Content starts

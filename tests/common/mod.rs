use formicarium_core::config::SimConfig;
use formicarium_core::world::World;
use formicarium_data::{Ant, AntRole, AntState, Target};
use rand::SeedableRng;

/// Builds a quiet world: no initial entities, no random weather, no
/// raids. Tests add exactly what they need.
#[allow(dead_code)]
pub struct WorldBuilder {
    config: SimConfig,
    ants: Vec<Ant>,
    food: Vec<(f64, f64, f64)>,
    puddles: Vec<(f64, f64)>,
}

#[allow(dead_code)]
impl WorldBuilder {
    pub fn new() -> Self {
        let mut config = SimConfig::default();
        config.world.seed = Some(0xA17);
        config.world.initial_ants = 0;
        config.world.initial_food_sources = 0;
        config.world.initial_puddles = 0;
        config.events.rain_chance = 0.0;
        config.events.food_reseed = false;
        config.termite.raid_chance = 0.0;
        Self {
            config,
            ants: Vec::new(),
            food: Vec::new(),
            puddles: Vec::new(),
        }
    }

    pub fn with_seed(mut self, seed: u64) -> Self {
        self.config.world.seed = Some(seed);
        self
    }

    pub fn with_config<F>(mut self, modifier: F) -> Self
    where
        F: FnOnce(&mut SimConfig),
    {
        modifier(&mut self.config);
        self
    }

    pub fn with_ant(mut self, ant: Ant) -> Self {
        self.ants.push(ant);
        self
    }

    pub fn with_food(mut self, x: f64, y: f64, amount: f64) -> Self {
        self.food.push((x, y, amount));
        self
    }

    pub fn with_puddle(mut self, x: f64, y: f64) -> Self {
        self.puddles.push((x, y));
        self
    }

    pub fn build(self) -> World {
        let mut world = World::new(self.config).expect("failed to build test world");
        for (x, y, amount) in self.food {
            world.food.add_source(x, y, amount);
        }
        for (x, y) in self.puddles {
            world
                .hazards
                .add_puddle(x, y)
                .expect("puddle cap reached in test builder");
        }
        for ant in self.ants {
            world.colony.ants.push(ant);
        }
        world
    }
}

/// Fluent ant construction with a deterministic identity derived from
/// the spawn position, so repeated builds are reproducible.
#[allow(dead_code)]
pub struct AntBuilder {
    x: f64,
    y: f64,
    role: AntRole,
    energy: f64,
    carried: f64,
    state: AntState,
    target: Option<Target>,
}

#[allow(dead_code)]
impl AntBuilder {
    pub fn new() -> Self {
        Self {
            x: 1000.0,
            y: 600.0,
            role: AntRole::Worker,
            energy: 100.0,
            carried: 0.0,
            state: AntState::Exploring,
            target: None,
        }
    }

    pub fn at(mut self, x: f64, y: f64) -> Self {
        self.x = x;
        self.y = y;
        self
    }

    pub fn role(mut self, role: AntRole) -> Self {
        self.role = role;
        self
    }

    pub fn energy(mut self, energy: f64) -> Self {
        self.energy = energy;
        self
    }

    pub fn carrying(mut self, amount: f64) -> Self {
        self.carried = amount;
        self
    }

    pub fn state(mut self, state: AntState) -> Self {
        self.state = state;
        self
    }

    pub fn target(mut self, target: Target) -> Self {
        self.target = Some(target);
        self
    }

    pub fn build(self) -> Ant {
        let seed = (self.x.to_bits() ^ self.y.to_bits()).wrapping_mul(0x9E3779B97F4A7C15);
        let mut rng = rand_chacha::ChaCha8Rng::seed_from_u64(seed);
        let config = SimConfig::default();
        let mut ant =
            formicarium_core::colony::create_ant_with_rng(self.role, self.x, self.y, &config, &mut rng);
        ant.x = self.x;
        ant.y = self.y;
        ant.energy = self.energy;
        ant.carried_food = self.carried;
        ant.carrying = self.carried > 0.0;
        ant.state = self.state;
        ant.target = self.target;
        ant
    }
}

Content ends

ACTIVITY
For this exercise, write out all of the data exactly.

ANSWER TO THIS EXERCISE
filename tests/common/mod.rs
use formicarium_core::config::SimConfig;
use formicarium_core::world::World;
use formicarium_data::{Ant, AntRole, AntState, Target};
use rand::SeedableRng;

/// Builds a quiet world: no initial entities, no random weather, no
/// raids. Tests add exactly what they need.
#[allow(dead_code)]
pub struct WorldBuilder {
    config: SimConfig,
    ants: Vec<Ant>,
    food: Vec<(f64, f64, f64)>,
    puddles: Vec<(f64, f64)>,
}

#[allow(dead_code)]
impl WorldBuilder {
    pub fn new() -> Self {
        let mut config = SimConfig::default();
        config.world.seed = Some(0xA17);
        config.world.initial_ants = 0;
        config.world.initial_food_sources = 0;
        config.world.initial_puddles = 0;
        config.events.rain_chance = 0.0;
        config.events.food_reseed = false;
        config.termite.raid_chance = 0.0;
        Self {
            config,
            ants: Vec::new(),
            food: Vec::new(),
            puddles: Vec::new(),
        }
    }

    pub fn with_seed(mut self, seed: u64) -> Self {
        self.config.world.seed = Some(seed);
        self
    }

    pub fn with_config<F>(mut self, modifier: F) -> Self
    where
        F: FnOnce(&mut SimConfig),
    {
        modifier(&mut self.config);
        self
    }

    pub fn with_ant(mut self, ant: Ant) -> Self {
        self.ants.push(ant);
        self
    }

    pub fn with_food(mut self, x: f64, y: f64, amount: f64) -> Self {
        self.food.push((x, y, amount));
        self
    }

    pub fn with_puddle(mut self, x: f64, y: f64) -> Self {
        self.puddles.push((x, y));
        self
    }

    pub fn build(self) -> World {
        let mut world = World::new(self.config).expect("failed to build test world");
        for (x, y, amount) in self.food {
            world.food.add_source(x, y, amount);
        }
        for (x, y) in self.puddles {
            world
                .hazards
                .add_puddle(x, y)
                .expect("puddle cap reached in test builder");
        }
        for ant in self.ants {
            world.colony.ants.push(ant);
        }
        world
    }
}

/// Fluent ant construction with a deterministic identity derived from
/// the spawn position, so repeated builds are reproducible.
#[allow(dead_code)]
pub struct AntBuilder {
    x: f64,
    y: f64,
    role: AntRole,
    energy: f64,
    carried: f64,
    state: AntState,
    target: Option<Target>,
}

#[allow(dead_code)]
impl AntBuilder {
    pub fn new() -> Self {
        Self {
            x: 1000.0,
            y: 600.0,
            role: AntRole::Worker,
            energy: 100.0,
            carried: 0.0,
            state: AntState::Exploring,
            target: None,
        }
    }

    pub fn at(mut self, x: f64, y: f64) -> Self {
        self.x = x;
        self.y = y;
        self
    }

    pub fn role(mut self, role: AntRole) -> Self {
        self.role = role;
        self
    }

    pub fn energy(mut self, energy: f64) -> Self {
        self.energy = energy;
        self
    }

    pub fn carrying(mut self, amount: f64) -> Self {
        self.carried = amount;
        self
    }

    pub fn state(mut self, state: AntState) -> Self {
        self.state = state;
        self
    }

    pub fn target(mut self, target: Target) -> Self {
        self.target = Some(target);
        self
    }

    pub fn build(self) -> Ant {
        let seed = (self.x.to_bits() ^ self.y.to_bits()).wrapping_mul(0x9E3779B97F4A7C15);
        let mut rng = rand_chacha::ChaCha8Rng::seed_from_u64(seed);
        let config = SimConfig::default();
        let mut ant =
            formicarium_core::colony::create_ant_with_rng(self.role, self.x, self.y, &config, &mut rng);
        ant.x = self.x;
        ant.y = self.y;
        ant.energy = self.energy;
        ant.carried_food = self.carried;
        ant.carrying = self.carried > 0.0;
        ant.state = self.state;
        ant.target = self.target;
        ant
    }
}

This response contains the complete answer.